The unifying theme of our research is the discovery and application of new chemical reactions and technologies.
Continuous Flow Synthesis:
Among our research endeavors is the development of effective and reliable continuous flow protocols to improve reaction yield, selectivity and minimize safety risks relative to batch conditions. Included are continuous flow protocols to prepare b-amino alcohols, amino acids, tetrazoles, pyrazoles, oligomers, asymmetric ketones, cyclic carbonates and amide bonds, as well as DIBAL-H reductions of esters to aldehydes, oxidation of alcohols and aldehydes, hydrogen-free alkene reductions, couplings, and a variety of transformations mediated by photoredox catalysis.
We are also focused on streamlining synthetic processes by telescoping multiple reactions within a single, continuous and uninterrupted reactor network. This circumvents the need for isolation and/or purification of intermediates. Some examples include (a) a continuous protocol for the two-carbon homologation of esters to prepare α,β-unsaturated esters with high yield and selectivity; (b) synthesis of 2-functionalized phenols via benzyne-mediated in-line generation of arylmagnesium intermediates and aerobic oxidation; (c) developing a three-step continuous flow system which integrates in-line isocyanide formation and photochemical cyclization for preparing quinoxaline derivatives and (d) developing continuous flow methods for the synthesis of active pharmaceutical ingredients such as rufinamide, diazepam, atropine, lidocaine hydrochloride, nicardipine hydrochloride, neostigmine methylsulfate and fluoxetine hydrochloride.
Within a broader context, our group also focuses on the development of end-to-end continuous manufacturing processes which handle a variety of reactions, separations, crystallizations as well as drying and formulation steps to generate active pharmaceutical ingredients in one controlled process.
Nickel–Catalyzed Carbon–Carbon Bond Formation:
The majority of the transformations under investigation are carbon–carbon bond–forming reactions promoted by nickel catalysts.
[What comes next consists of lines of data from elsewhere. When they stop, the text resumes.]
impl<'a> Statement<'a> {
    pub fn data(&self) -> &NodeData {
        match self {
            Statement::VariableStatement(n) => &n.data,
            Statement::FunctionDeclaration(n) => &n.data,
            Statement::ClassDeclaration(n) => &n.data,
            Statement::ImportDeclaration(n) => &n.data,
            Statement::ExportDeclaration(n) => &n.data,
            Statement::ExportAssignment(n) => &n.data,
            Statement::Block(n) => &n.data,
            Statement::ExpressionStatement(n) => &n.data,
            Statement::IfStatement(n) => &n.data,
            Statement::DoStatement(n) => &n.data,
            Statement::WhileStatement(n) => &n.data,
            Statement::ForStatement(n) => &n.data,
            Statement::ForInStatement(n) => &n.data,
            Statement::ForOfStatement(n) => &n.data,
            Statement::ContinueStatement(n) | Statement::BreakStatement(n) => &n.data,
            Statement::ReturnStatement(n) => &n.data,
            Statement::SwitchStatement(n) => &n.data,
            Statement::LabeledStatement(n) => &n.data,
            Statement::ThrowStatement(n) => &n.data,
            Statement::TryStatement(n) => &n.data,
            Statement::EmptyStatement(data) | Statement::DebuggerStatement(data) => data,
        }
    }

    #[inline]
    pub fn range(&self) -> TextRange {
        self.data().range
    }
}

/// `var`/`let`/`const` statement; `export` is a modifier flag.
#[derive(Debug, Clone)]
pub struct VariableStatement<'a> {
    pub data: NodeData,
    pub declaration_list: VariableDeclarationList<'a>,
}

/// The declaration keyword lives in `data.flags` (`LET`, `CONST`, or neither
/// for `var`).
#[derive(Debug, Clone)]
pub struct VariableDeclarationList<'a> {
    pub data: NodeData,
    pub declarations: NodeList<'a, VariableDeclaration<'a>>,
}

impl<'a> VariableDeclarationList<'a> {
    pub fn declaration_kind(&self) -> DeclarationKind {
        DeclarationKind::from_flags(self.data.flags)
    }
}

#[derive(Debug, Clone)]
pub struct VariableDeclaration<'a> {
    pub data: NodeData,
    pub name: BindingName<'a>,
    pub initializer: Option<&'a Expression<'a>>,
}

#[derive(Debug, Clone)]
pub struct Block<'a> {
    pub data: NodeData,
    pub statements: NodeList<'a, Statement<'a>>,
}

#[derive(Debug, Clone)]
pub struct ExpressionStatement<'a> {
    pub data: NodeData,
    pub expression: &'a Expression<'a>,
}

#[derive(Debug, Clone)]
pub struct IfStatement<'a> {
    pub data: NodeData,
    pub expression: &'a Expression<'a>,
    pub then_statement: &'a Statement<'a>,
    pub else_statement: Option<&'a Statement<'a>>,
}

#[derive(Debug, Clone)]
pub struct DoStatement<'a> {
    pub data: NodeData,
    pub statement: &'a Statement<'a>,
    pub expression: &'a Expression<'a>,
}

#[derive(Debug, Clone)]
pub struct WhileStatement<'a> {
    pub data: NodeData,
    pub expression: &'a Expression<'a>,
    pub statement: &'a Statement<'a>,
}

#[derive(Debug, Clone)]
pub enum ForInitializer<'a> {
    VariableDeclarationList(VariableDeclarationList<'a>),
    Expression(&'a Expression<'a>),
}

#[derive(Debug, Clone)]
pub struct ForStatement<'a> {
    pub data: NodeData,
    pub initializer: Option<ForInitializer<'a>>,
    pub condition: Option<&'a Expression<'a>>,
    pub incrementor: Option<&'a Expression<'a>>,
    pub statement: &'a Statement<'a>,
}

#[derive(Debug, Clone)]
pub struct ForInStatement<'a> {
    pub data: NodeData,
    pub initializer: ForInitializer<'a>,
    pub expression: &'a Expression<'a>,
    pub statement: &'a Statement<'a>,
}

/// `for (... of ...)`; `for await` carries `NodeFlags::AWAIT`.
#[derive(Debug, Clone)]
pub struct ForOfStatement<'a> {
    pub data: NodeData,
    pub initializer: ForInitializer<'a>,
    pub expression: &'a Expression<'a>,
    pub statement: &'a Statement<'a>,
}

/// `break` or `continue`, with an optional label.
#[derive(Debug, Clone)]
pub struct JumpStatement {
    pub data: NodeData,
    pub label: Option<Identifier>,
}

#[derive(Debug, Clone)]
pub struct ReturnStatement<'a> {
    pub data: NodeData,
    pub expression: Option<&'a Expression<'a>>,
}

#[derive(Debug, Clone)]
pub struct SwitchStatement<'a> {
    pub data: NodeData,
    pub expression: &'a Expression<'a>,
    pub clauses: NodeList<'a, CaseClause<'a>>,
}

/// `case x:` or, when `expression` is `None`, `default:`.
#[derive(Debug, Clone)]
pub struct CaseClause<'a> {
    pub data: NodeData,
    pub expression: Option<&'a Expression<'a>>,
    pub statements: NodeList<'a, Statement<'a>>,
}

#[derive(Debug, Clone)]
pub struct LabeledStatement<'a> {
    pub data: NodeData,
    pub label: Identifier,
    pub statement: &'a Statement<'a>,
}

#[derive(Debug, Clone)]
pub struct ThrowStatement<'a> {
    pub data: NodeData,
    pub expression: &'a Expression<'a>,
}

#[derive(Debug, Clone)]
pub struct TryStatement<'a> {
    pub data: NodeData,
    pub try_block: Block<'a>,
    pub catch_clause: Option<CatchClause<'a>>,
    pub finally_block: Option<Block<'a>>,
}

#[derive(Debug, Clone)]
pub struct CatchClause<'a> {
    pub data: NodeData,
    pub variable_declaration: Option<BindingName<'a>>,
    pub block: Block<'a>,
}

// ============================================================================
// Modules
// ============================================================================

#[derive(Debug, Clone)]
pub struct ImportDeclaration<'a> {
    pub data: NodeData,
    pub import_clause: Option<ImportClause<'a>>,
    pub module_specifier: StringLiteral,
}

/// `d`, `{ a, b as c }`, `* as ns`, or `d, { ... }`.
#[derive(Debug, Clone)]
pub struct ImportClause<'a> {
    pub data: NodeData,
    pub name: Option<Identifier>,
    pub named_bindings: Option<NamedImportBindings<'a>>,
}

#[derive(Debug, Clone)]
pub enum NamedImportBindings<'a> {
    NamespaceImport(Identifier),
    NamedImports(NodeList<'a, ImportSpecifier>),
}

/// `name` or `property_name as name`; `name` is the local binding.
#[derive(Debug, Clone, PartialEq, Eq)]
pub struct ImportSpecifier {
    pub data: NodeData,
    pub property_name: Option<Identifier>,
    pub name: Identifier,
}

impl ImportSpecifier {
    /// The name the exporting module uses.
    pub fn imported_name(&self) -> &Identifier {
        self.property_name.as_ref().unwrap_or(&self.name)
    }
}

/// `export { ... } [from "m"]`, `export * [as ns] from "m"`.
/// `export_clause` is `None` for a bare `export *`.
#[derive(Debug, Clone)]
pub struct ExportDeclaration<'a> {
    pub data: NodeData,
    pub export_clause: Option<NamedExportBindings<'a>>,
    pub module_specifier: Option<StringLiteral>,
}

#[derive(Debug, Clone)]
pub enum NamedExportBindings<'a> {
    NamespaceExport(Identifier),
    NamedExports(NodeList<'a, ExportSpecifier>),
}

/// `name` or `property_name as name`; `name` is the exported name.
#[derive(Debug, Clone, PartialEq, Eq)]
pub struct ExportSpecifier {
    pub data: NodeData,
    pub property_name: Option<Identifier>,
    pub name: Identifier,
}

/// `export default <expression>;`
#[derive(Debug, Clone)]
pub struct ExportAssignment<'a> {
    pub data: NodeData,
    pub expression: &'a Expression<'a>,
}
We have discovered a variety of coupling reactions to join a number of different functional groups in a highly regio–, stereo– and enantioselective fashion depending on the nature of the supporting ligands on nickel.
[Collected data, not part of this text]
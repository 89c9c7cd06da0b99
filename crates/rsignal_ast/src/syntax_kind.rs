//! SyntaxKind enum - every token and node kind of the supported ECMAScript
//! module grammar.
//!
//! Variant order matters: the range predicates below compare discriminants.

#[derive(Debug, Clone, Copy, PartialEq, Eq, Hash, PartialOrd, Ord)]
#[repr(u16)]
pub enum SyntaxKind {
    // ========================================================================
    // Tokens
    // ========================================================================
    Unknown,
    EndOfFileToken,

    // Literals
    NumericLiteral,
    BigIntLiteral,
    StringLiteral,
    RegularExpressionLiteral,
    NoSubstitutionTemplateLiteral,
    TemplateHead,
    TemplateMiddle,
    TemplateTail,

    // Punctuation
    OpenBraceToken,
    CloseBraceToken,
    OpenParenToken,
    CloseParenToken,
    OpenBracketToken,
    CloseBracketToken,
    DotToken,
    DotDotDotToken,
    SemicolonToken,
    CommaToken,
    QuestionDotToken,
    LessThanToken,
    GreaterThanToken,
    LessThanEqualsToken,
    GreaterThanEqualsToken,
    EqualsEqualsToken,
    ExclamationEqualsToken,
    EqualsEqualsEqualsToken,
    ExclamationEqualsEqualsToken,
    EqualsGreaterThanToken,
    PlusToken,
    MinusToken,
    AsteriskToken,
    AsteriskAsteriskToken,
    SlashToken,
    PercentToken,
    PlusPlusToken,
    MinusMinusToken,
    LessThanLessThanToken,
    GreaterThanGreaterThanToken,
    GreaterThanGreaterThanGreaterThanToken,
    AmpersandToken,
    BarToken,
    CaretToken,
    ExclamationToken,
    TildeToken,
    AmpersandAmpersandToken,
    BarBarToken,
    QuestionToken,
    ColonToken,
    QuestionQuestionToken,
    BacktickToken,
    HashToken,

    // Assignment operators
    EqualsToken,
    PlusEqualsToken,
    MinusEqualsToken,
    AsteriskEqualsToken,
    AsteriskAsteriskEqualsToken,
    SlashEqualsToken,
    PercentEqualsToken,
    LessThanLessThanEqualsToken,
    GreaterThanGreaterThanEqualsToken,
    GreaterThanGreaterThanGreaterThanEqualsToken,
    AmpersandEqualsToken,
    BarEqualsToken,
    CaretEqualsToken,
    BarBarEqualsToken,
    AmpersandAmpersandEqualsToken,
    QuestionQuestionEqualsToken,

    // Identifiers
    Identifier,
    PrivateIdentifier,

    // Reserved words
    BreakKeyword,
    CaseKeyword,
    CatchKeyword,
    ClassKeyword,
    ConstKeyword,
    ContinueKeyword,
    DebuggerKeyword,
    DefaultKeyword,
    DeleteKeyword,
    DoKeyword,
    ElseKeyword,
    EnumKeyword,
    ExportKeyword,
    ExtendsKeyword,
    FalseKeyword,
    FinallyKeyword,
    ForKeyword,
    FunctionKeyword,
    IfKeyword,
    ImportKeyword,
    InKeyword,
    InstanceOfKeyword,
    NewKeyword,
    NullKeyword,
    ReturnKeyword,
    SuperKeyword,
    SwitchKeyword,
    ThisKeyword,
    ThrowKeyword,
    TrueKeyword,
    TryKeyword,
    TypeOfKeyword,
    VarKeyword,
    VoidKeyword,
    WhileKeyword,
    WithKeyword,
    // Strict-mode reserved words
    LetKeyword,
    YieldKeyword,
    AwaitKeyword,

    // ========================================================================
    // Nodes
    // ========================================================================
    SourceFile,

    // Names and bindings
    ComputedPropertyName,
    ObjectBindingPattern,
    ArrayBindingPattern,
    BindingElement,
    Parameter,

    // Expressions
    ArrayLiteralExpression,
    ObjectLiteralExpression,
    PropertyAccessExpression,
    ElementAccessExpression,
    CallExpression,
    NewExpression,
    TaggedTemplateExpression,
    ParenthesizedExpression,
    FunctionExpression,
    ArrowFunction,
    ClassExpression,
    DeleteExpression,
    TypeOfExpression,
    VoidExpression,
    AwaitExpression,
    PrefixUnaryExpression,
    PostfixUnaryExpression,
    BinaryExpression,
    ConditionalExpression,
    TemplateExpression,
    TemplateSpan,
    YieldExpression,
    SpreadElement,
    OmittedExpression,
    MetaProperty,

    // Object literal members
    PropertyAssignment,
    ShorthandPropertyAssignment,
    SpreadAssignment,

    // Class members
    PropertyDeclaration,
    MethodDeclaration,
    GetAccessor,
    SetAccessor,
    Constructor,
    ClassStaticBlockDeclaration,
    SemicolonClassElement,

    // Statements
    Block,
    EmptyStatement,
    VariableStatement,
    ExpressionStatement,
    IfStatement,
    DoStatement,
    WhileStatement,
    ForStatement,
    ForInStatement,
    ForOfStatement,
    ContinueStatement,
    BreakStatement,
    ReturnStatement,
    SwitchStatement,
    LabeledStatement,
    ThrowStatement,
    TryStatement,
    DebuggerStatement,
    VariableDeclaration,
    VariableDeclarationList,
    FunctionDeclaration,
    ClassDeclaration,
    CaseClause,
    DefaultClause,
    CatchClause,

    // Modules
    ImportDeclaration,
    ImportClause,
    NamespaceImport,
    NamedImports,
    ImportSpecifier,
    ExportAssignment,
    ExportDeclaration,
    NamespaceExport,
    NamedExports,
    ExportSpecifier,
}

impl SyntaxKind {
    #[inline]
    pub fn is_keyword(self) -> bool {
        let v = self as u16;
        v >= SyntaxKind::BreakKeyword as u16 && v <= SyntaxKind::AwaitKeyword as u16
    }

    #[inline]
    pub fn is_assignment_operator(self) -> bool {
        let v = self as u16;
        v >= SyntaxKind::EqualsToken as u16
            && v <= SyntaxKind::QuestionQuestionEqualsToken as u16
    }

    #[inline]
    pub fn is_compound_assignment(self) -> bool {
        let v = self as u16;
        v >= SyntaxKind::PlusEqualsToken as u16
            && v <= SyntaxKind::QuestionQuestionEqualsToken as u16
    }

    /// Identifier or any word usable as a property name (`obj.default`).
    #[inline]
    pub fn is_identifier_or_keyword(self) -> bool {
        self == SyntaxKind::Identifier || self.is_keyword()
    }

    /// The binary operator a compound assignment applies: `+=` → `+`,
    /// `>>>=` → `>>>`, `??=` → `??`.
    pub fn compound_assignment_operator(self) -> Option<SyntaxKind> {
        Some(match self {
            SyntaxKind::PlusEqualsToken => SyntaxKind::PlusToken,
            SyntaxKind::MinusEqualsToken => SyntaxKind::MinusToken,
            SyntaxKind::AsteriskEqualsToken => SyntaxKind::AsteriskToken,
            SyntaxKind::AsteriskAsteriskEqualsToken => SyntaxKind::AsteriskAsteriskToken,
            SyntaxKind::SlashEqualsToken => SyntaxKind::SlashToken,
            SyntaxKind::PercentEqualsToken => SyntaxKind::PercentToken,
            SyntaxKind::LessThanLessThanEqualsToken => SyntaxKind::LessThanLessThanToken,
            SyntaxKind::GreaterThanGreaterThanEqualsToken => SyntaxKind::GreaterThanGreaterThanToken,
            SyntaxKind::GreaterThanGreaterThanGreaterThanEqualsToken => {
                SyntaxKind::GreaterThanGreaterThanGreaterThanToken
            }
            SyntaxKind::AmpersandEqualsToken => SyntaxKind::AmpersandToken,
            SyntaxKind::BarEqualsToken => SyntaxKind::BarToken,
            SyntaxKind::CaretEqualsToken => SyntaxKind::CaretToken,
            SyntaxKind::BarBarEqualsToken => SyntaxKind::BarBarToken,
            SyntaxKind::AmpersandAmpersandEqualsToken => SyntaxKind::AmpersandAmpersandToken,
            SyntaxKind::QuestionQuestionEqualsToken => SyntaxKind::QuestionQuestionToken,
            _ => return None,
        })
    }

    /// Whether this kind starts a function-like value: the forms a lazily
    /// evaluated computation is already written in.
    #[inline]
    pub fn is_function_like_expression(self) -> bool {
        matches!(self, SyntaxKind::FunctionExpression | SyntaxKind::ArrowFunction)
    }

    pub fn keyword_text(self) -> Option<&'static str> {
        Some(match self {
            SyntaxKind::BreakKeyword => "break",
            SyntaxKind::CaseKeyword => "case",
            SyntaxKind::CatchKeyword => "catch",
            SyntaxKind::ClassKeyword => "class",
            SyntaxKind::ConstKeyword => "const",
            SyntaxKind::ContinueKeyword => "continue",
            SyntaxKind::DebuggerKeyword => "debugger",
            SyntaxKind::DefaultKeyword => "default",
            SyntaxKind::DeleteKeyword => "delete",
            SyntaxKind::DoKeyword => "do",
            SyntaxKind::ElseKeyword => "else",
            SyntaxKind::EnumKeyword => "enum",
            SyntaxKind::ExportKeyword => "export",
            SyntaxKind::ExtendsKeyword => "extends",
            SyntaxKind::FalseKeyword => "false",
            SyntaxKind::FinallyKeyword => "finally",
            SyntaxKind::ForKeyword => "for",
            SyntaxKind::FunctionKeyword => "function",
            SyntaxKind::IfKeyword => "if",
            SyntaxKind::ImportKeyword => "import",
            SyntaxKind::InKeyword => "in",
            SyntaxKind::InstanceOfKeyword => "instanceof",
            SyntaxKind::NewKeyword => "new",
            SyntaxKind::NullKeyword => "null",
            SyntaxKind::ReturnKeyword => "return",
            SyntaxKind::SuperKeyword => "super",
            SyntaxKind::SwitchKeyword => "switch",
            SyntaxKind::ThisKeyword => "this",
            SyntaxKind::ThrowKeyword => "throw",
            SyntaxKind::TrueKeyword => "true",
            SyntaxKind::TryKeyword => "try",
            SyntaxKind::TypeOfKeyword => "typeof",
            SyntaxKind::VarKeyword => "var",
            SyntaxKind::VoidKeyword => "void",
            SyntaxKind::WhileKeyword => "while",
            SyntaxKind::WithKeyword => "with",
            SyntaxKind::LetKeyword => "let",
            SyntaxKind::YieldKeyword => "yield",
            SyntaxKind::AwaitKeyword => "await",
            _ => return None,
        })
    }

    pub fn from_keyword(text: &str) -> Option<SyntaxKind> {
        Some(match text {
            "break" => SyntaxKind::BreakKeyword,
            "case" => SyntaxKind::CaseKeyword,
            "catch" => SyntaxKind::CatchKeyword,
            "class" => SyntaxKind::ClassKeyword,
            "const" => SyntaxKind::ConstKeyword,
            "continue" => SyntaxKind::ContinueKeyword,
            "debugger" => SyntaxKind::DebuggerKeyword,
            "default" => SyntaxKind::DefaultKeyword,
            "delete" => SyntaxKind::DeleteKeyword,
            "do" => SyntaxKind::DoKeyword,
            "else" => SyntaxKind::ElseKeyword,
            "enum" => SyntaxKind::EnumKeyword,
            "export" => SyntaxKind::ExportKeyword,
            "extends" => SyntaxKind::ExtendsKeyword,
            "false" => SyntaxKind::FalseKeyword,
            "finally" => SyntaxKind::FinallyKeyword,
            "for" => SyntaxKind::ForKeyword,
            "function" => SyntaxKind::FunctionKeyword,
            "if" => SyntaxKind::IfKeyword,
            "import" => SyntaxKind::ImportKeyword,
            "in" => SyntaxKind::InKeyword,
            "instanceof" => SyntaxKind::InstanceOfKeyword,
            "new" => SyntaxKind::NewKeyword,
            "null" => SyntaxKind::NullKeyword,
            "return" => SyntaxKind::ReturnKeyword,
            "super" => SyntaxKind::SuperKeyword,
            "switch" => SyntaxKind::SwitchKeyword,
            "this" => SyntaxKind::ThisKeyword,
            "throw" => SyntaxKind::ThrowKeyword,
            "true" => SyntaxKind::TrueKeyword,
            "try" => SyntaxKind::TryKeyword,
            "typeof" => SyntaxKind::TypeOfKeyword,
            "var" => SyntaxKind::VarKeyword,
            "void" => SyntaxKind::VoidKeyword,
            "while" => SyntaxKind::WhileKeyword,
            "with" => SyntaxKind::WithKeyword,
            "let" => SyntaxKind::LetKeyword,
            "yield" => SyntaxKind::YieldKeyword,
            "await" => SyntaxKind::AwaitKeyword,
            _ => return None,
        })
    }

    pub fn punctuation_text(self) -> Option<&'static str> {
        Some(match self {
            SyntaxKind::OpenBraceToken => "{",
            SyntaxKind::CloseBraceToken => "}",
            SyntaxKind::OpenParenToken => "(",
            SyntaxKind::CloseParenToken => ")",
            SyntaxKind::OpenBracketToken => "[",
            SyntaxKind::CloseBracketToken => "]",
            SyntaxKind::DotToken => ".",
            SyntaxKind::DotDotDotToken => "...",
            SyntaxKind::SemicolonToken => ";",
            SyntaxKind::CommaToken => ",",
            SyntaxKind::QuestionDotToken => "?.",
            SyntaxKind::LessThanToken => "<",
            SyntaxKind::GreaterThanToken => ">",
            SyntaxKind::LessThanEqualsToken => "<=",
            SyntaxKind::GreaterThanEqualsToken => ">=",
            SyntaxKind::EqualsEqualsToken => "==",
            SyntaxKind::ExclamationEqualsToken => "!=",
            SyntaxKind::EqualsEqualsEqualsToken => "===",
            SyntaxKind::ExclamationEqualsEqualsToken => "!==",
            SyntaxKind::EqualsGreaterThanToken => "=>",
            SyntaxKind::PlusToken => "+",
            SyntaxKind::MinusToken => "-",
            SyntaxKind::AsteriskToken => "*",
            SyntaxKind::AsteriskAsteriskToken => "**",
            SyntaxKind::SlashToken => "/",
            SyntaxKind::PercentToken => "%",
            SyntaxKind::PlusPlusToken => "++",
            SyntaxKind::MinusMinusToken => "--",
            SyntaxKind::LessThanLessThanToken => "<<",
            SyntaxKind::GreaterThanGreaterThanToken => ">>",
            SyntaxKind::GreaterThanGreaterThanGreaterThanToken => ">>>",
            SyntaxKind::AmpersandToken => "&",
            SyntaxKind::BarToken => "|",
            SyntaxKind::CaretToken => "^",
            SyntaxKind::ExclamationToken => "!",
            SyntaxKind::TildeToken => "~",
            SyntaxKind::AmpersandAmpersandToken => "&&",
            SyntaxKind::BarBarToken => "||",
            SyntaxKind::QuestionToken => "?",
            SyntaxKind::ColonToken => ":",
            SyntaxKind::QuestionQuestionToken => "??",
            SyntaxKind::BacktickToken => "`",
            SyntaxKind::HashToken => "#",
            SyntaxKind::EqualsToken => "=",
            SyntaxKind::PlusEqualsToken => "+=",
            SyntaxKind::MinusEqualsToken => "-=",
            SyntaxKind::AsteriskEqualsToken => "*=",
            SyntaxKind::AsteriskAsteriskEqualsToken => "**=",
            SyntaxKind::SlashEqualsToken => "/=",
            SyntaxKind::PercentEqualsToken => "%=",
            SyntaxKind::LessThanLessThanEqualsToken => "<<=",
            SyntaxKind::GreaterThanGreaterThanEqualsToken => ">>=",
            SyntaxKind::GreaterThanGreaterThanGreaterThanEqualsToken => ">>>=",
            SyntaxKind::AmpersandEqualsToken => "&=",
            SyntaxKind::BarEqualsToken => "|=",
            SyntaxKind::CaretEqualsToken => "^=",
            SyntaxKind::BarBarEqualsToken => "||=",
            SyntaxKind::AmpersandAmpersandEqualsToken => "&&=",
            SyntaxKind::QuestionQuestionEqualsToken => "??=",
            _ => return None,
        })
    }

    /// Source text of an operator, punctuation or keyword token.
    pub fn token_text(self) -> Option<&'static str> {
        self.punctuation_text().or_else(|| self.keyword_text())
    }
}

impl std::fmt::Display for SyntaxKind {
    fn fmt(&self, f: &mut std::fmt::Formatter<'_>) -> std::fmt::Result {
        match self.token_text() {
            Some(text) => write!(f, "{}", text),
            None => write!(f, "{:?}", self),
        }
    }
}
Over two decades ago, Koji Nakanishi proposed a provocative explanation for the structural and stereochemical similarities found across the ladder polyether family of natural products – the transformation of a polyepoxide into a ladder polyether via a cascade of epoxide–opening events. Effort in our group has focused on the replication or emulation of such cascades. One aim is the efficient synthesis of these extremely complex natural products. In addition, we hope that our explorations into a diverse set of epoxide–opening cyclizations and cascades will shed further light on the fundamental feasibility of the Nakanishi’s hypothesis.